**Task item**
Whenever a line in the data holds the string "await", copy that line.
Start of Data excerpts
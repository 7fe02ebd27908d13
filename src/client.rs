//! Open511 API client.
//!
//! Provides async HTTP access to Open511 event feeds.
//! Uses reqwest with rustls for TLS.

use std::time::Duration;

use reqwest::{Client, Url};
use tracing::{debug, instrument};

use crate::config::FeedConfig;
use crate::errors::RoadtailError;
use crate::models::EventFeed;

/// Default request timeout in seconds.
const REQUEST_TIMEOUT_SECS: u64 = 30;

/// User agent string for API requests.
const USER_AGENT: &str = concat!("roadtail/", env!("CARGO_PKG_VERSION"));

/// Anything that can produce one fresh event feed per call.
pub trait FeedSource: Send + Sync + 'static {
    /// Fetch the current feed.
    fn fetch(&self) -> impl Future<Output = Result<EventFeed, RoadtailError>> + Send;
}

/// Client for an Open511 events endpoint.
#[derive(Debug, Clone)]
pub struct Open511Client {
    client: Client,
    url: Url,
}

impl Open511Client {
    /// Create a client for the endpoint described by `config`.
    ///
    /// # Errors
    ///
    /// Returns an error if the endpoint is invalid or the HTTP client
    /// cannot be initialized.
    pub fn new(config: &FeedConfig) -> Result<Self, RoadtailError> {
        let client = Client::builder()
            .timeout(Duration::from_secs(REQUEST_TIMEOUT_SECS))
            .user_agent(USER_AGENT)
            .build()?;

        Ok(Self {
            client,
            url: config.events_url()?,
        })
    }

    /// Request URL, query string included.
    #[must_use]
    pub fn url(&self) -> &Url {
        &self.url
    }

    /// Fetch the events feed.
    ///
    /// # Errors
    ///
    /// Returns an error if the request fails, the server answers with a
    /// non-success status, or the body is not an Open511 events document.
    #[instrument(skip(self), fields(url = %self.url))]
    pub async fn fetch_events(&self) -> Result<EventFeed, RoadtailError> {
        debug!("fetching events");

        let response = self.client.get(self.url.clone()).send().await?;

        // Check status before parsing
        let status = response.status();
        if !status.is_success() {
            let body = response.text().await.unwrap_or_default();
            return Err(RoadtailError::Api {
                status: status.as_u16(),
                message: body,
            });
        }

        let body = response.text().await?;
        let value: serde_json::Value = serde_json::from_str(&body)?;

        // Validate response structure
        if value.get("events").is_none() {
            return Err(RoadtailError::InvalidResponse(
                "missing `events` field".to_string(),
            ));
        }

        let feed: EventFeed = serde_json::from_value(value)?;

        debug!(
            "fetched {} events (api {})",
            feed.events.len(),
            feed.meta
                .as_ref()
                .and_then(|m| m.version.as_deref())
                .unwrap_or("?")
        );
        Ok(feed)
    }
}

impl FeedSource for Open511Client {
    fn fetch(&self) -> impl Future<Output = Result<EventFeed, RoadtailError>> + Send {
        self.fetch_events()
    }
}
End of Data excerpts
**Reply**
        let response = self.client.get(self.url.clone()).send().await?;
            let body = response.text().await.unwrap_or_default();
        let body = response.text().await?;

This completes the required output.